Microsoft has made it a goal to integrate artificial intelligence (AI) into all of its products in the past several months, from Copilot 365 for enterprises to the consumer-focused Microsoft Office. The tech giant rebranded Bing Chat as Copilot and unveiled a number of new AI-based products, including Copilot Studio and Windows AI Studio, at its most recent Ignite 2023 conference. Additionally, the business introduced Azure AI Speech, a text-to-speech avatar tool that facilitates the creation of talking avatar films. The public preview is introducing it. Learn every detail about this amazing feature.
Microsoft Azure AI Speech
You can turn text into a 2D video of a talking avatar that resembles a human with the Azure AI Speech text-to-speech avatar. According to Microsoft, text-to-speech vocal models give the avatar’s voice, while deep neural networks are used to train the models using human video recording samples. More digital interactions are made possible by users’ ability to create training videos, product introductions, customer testimonials, and more using text inputs.
How it works
The text analyzer, the TTS audio synthesizer, and the TTS avatar video synthesizer are the three processes in the Azure AI Speech avatar content generating pipeline. Initially, the user enters the text, which the text analyzer outputs as a phoneme sequence. Next, the voice is synthesized by the TTS audio synthesizer, which anticipates the acoustic characteristics of the incoming text. Text-to-speech voice models power both of these features.

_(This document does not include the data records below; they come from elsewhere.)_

use std::time::Duration;

use anyhow::Context;
use reqwest::redirect::Policy;
use reqwest_middleware::{ClientBuilder, ClientWithMiddleware};
use reqwest_retry::policies::ExponentialBackoffBuilder;
use reqwest_retry::RetryTransientMiddleware;
use retry::strategy::CustomRetryStrategy;

use crate::pipeline::{FetchedPage, Fetcher, HeaderList};
use crate::resolve;

pub const DEFAULT_USER_AGENT: &str =
    "Mozilla/5.0 (X11; Linux x86_64) AppleWebKit/537.36 (KHTML, like Gecko) Chrome/116.0.0.0 Safari/537.36";

const MAX_REDIRECTS: u32 = 10;
const REDIRECT_CODES: [u16; 5] = [301, 308, 302, 303, 307];

/// Fetches pages over HTTP, retrying transient failures with exponential
/// backoff.
#[derive(Clone)]
pub struct HttpFetcher {
    client: ClientWithMiddleware,
}

impl HttpFetcher {
    /// `max_retries` of `None` retries forever.
    pub fn new(user_agent: Option<&str>, max_retries: Option<u32>) -> Result<Self, anyhow::Error> {
        let client = reqwest::Client::builder()
            .user_agent(user_agent.unwrap_or(DEFAULT_USER_AGENT))
            .connect_timeout(Duration::from_secs(20))
            .redirect(Policy::none()) // redirects handled in fetch
            .build()
            .context("failed to build http client")?;

        let retry_policy = ExponentialBackoffBuilder::default()
            .retry_bounds(Duration::from_secs(1), Duration::from_secs(10))
            .build_with_max_retries(max_retries.unwrap_or(u32::MAX));

        let client = ClientBuilder::new(client)
            .with(RetryTransientMiddleware::new_with_policy_and_strategy(
                retry_policy,
                CustomRetryStrategy,
            ))
            .build();

        Ok(Self { client })
    }
}

impl Fetcher for HttpFetcher {
    async fn fetch(&self, url: &str, headers: &HeaderList) -> Result<FetchedPage, anyhow::Error> {
        // We need to handle redirects ourself, because reqwest changes the Referer
        // header on redirection
        let mut last_url = url.to_string();
        let mut redirect_count = 0u32;

        loop {
            let mut request = self
                .client
                .get(last_url.as_str())
                .header(reqwest::header::ACCEPT_LANGUAGE, "en-US,en;q=0.5");

            for (name, value) in headers {
                request = request.header(name.as_str(), value.as_str());
            }

            let response = request.send().await.context("failed to request url")?;

            let is_redirect_code = REDIRECT_CODES.contains(&response.status().as_u16());
            let redirect_url = match response.headers().get(reqwest::header::LOCATION) {
                Some(location) if is_redirect_code => Some(
                    location
                        .to_str()
                        .context("redirect url could not be converted to string")?
                        .to_string(),
                ),
                _ => None,
            };

            if let Some(redirect_url) = redirect_url {
                if redirect_count >= MAX_REDIRECTS {
                    anyhow::bail!("more than {} redirects", MAX_REDIRECTS);
                }

                redirect_count += 1;
                last_url = resolve::resolve(&last_url, &redirect_url).context("invalid redirect url")?;
                log::debug!("Following redirect to {}", last_url);
                continue;
            }

            let status = response.status().as_u16();
            let final_url = response.url().to_string();
            let body = response
                .text()
                .await
                .context("failed to parse response body as text")?;

            return Ok(FetchedPage { status, body, final_url });
        }
    }
}

mod retry {
    // Based on reqwest_retry::DefaultRetryableStrategy
    pub(crate) mod strategy {
        use reqwest::StatusCode;
        use reqwest_retry::{Retryable, RetryableStrategy};

        pub struct CustomRetryStrategy;

        impl RetryableStrategy for CustomRetryStrategy {
            fn handle(&self, res: &Result<reqwest::Response, reqwest_middleware::Error>) -> Option<Retryable> {
                match res {
                    Ok(success) => default_on_request_success(success),
                    Err(error) => default_on_request_failure(error),
                }
            }
        }

        /// Retries on 5XX, 408 (request timeout) and 429 (too many requests).
        /// Redirects are passed through, since they are followed by the caller.
        pub fn default_on_request_success(success: &reqwest::Response) -> Option<Retryable> {
            let status = success.status();
            if status.is_server_error() {
                Some(Retryable::Transient)
            } else if status == StatusCode::REQUEST_TIMEOUT || status == StatusCode::TOO_MANY_REQUESTS {
                Some(Retryable::Transient)
            } else if status.is_client_error() {
                Some(Retryable::Fatal)
            } else if status.is_success() || status.is_redirection() {
                None
            } else {
                Some(Retryable::Fatal)
            }
        }

        /// Retries timeouts, failed connects and connections reset by the peer.
        pub fn default_on_request_failure(error: &reqwest_middleware::Error) -> Option<Retryable> {
            match error {
                reqwest_middleware::Error::Middleware(_) => Some(Retryable::Fatal),
                reqwest_middleware::Error::Reqwest(error) => {
                    if error.is_timeout() || error.is_connect() {
                        Some(Retryable::Transient)
                    } else if error.is_body() || error.is_decode() || error.is_builder() || error.is_redirect() {
                        Some(Retryable::Fatal)
                    } else if error.is_request() {
                        match get_source_error_type::<std::io::Error>(error) {
                            Some(io_error) => Some(classify_io_error(io_error)),
                            None => Some(Retryable::Fatal),
                        }
                    } else {
                        None
                    }
                }
            }
        }

        fn classify_io_error(error: &std::io::Error) -> Retryable {
            match error.kind() {
                std::io::ErrorKind::ConnectionReset | std::io::ErrorKind::ConnectionAborted => Retryable::Transient,
                _ => Retryable::Fatal,
            }
        }

        /// Downcasts the given err source into T.
        fn get_source_error_type<T: std::error::Error + 'static>(err: &dyn std::error::Error) -> Option<&T> {
            let mut source = err.source();

            while let Some(err) = source {
                if let Some(err) = err.downcast_ref::<T>() {
                    return Some(err);
                }

                source = err.source();
            }
            None
        }
    }
}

Finally, the neural text-to-speech avatar model creates a synthetic movie by predicting the lip-synch image based on the acoustic parameters.
There are two levels to the Azure AI Speech service. The first is a neural voice that is prebuilt and has default voices that seem natural. Users must sign up for the Speech service and create an Azure account in order to access it. After that, they can choose from prebuilt voices using the Speech Studio interface or the Speech SDK.
However, Microsoft also provides the ability to generate unique neural voices. We refer to this capability as Custom Neural Voice. It is a simple self-service tool with restricted access for responsible use that helps establish a natural brand voice. For now, Microsoft is just providing restricted access to this capability.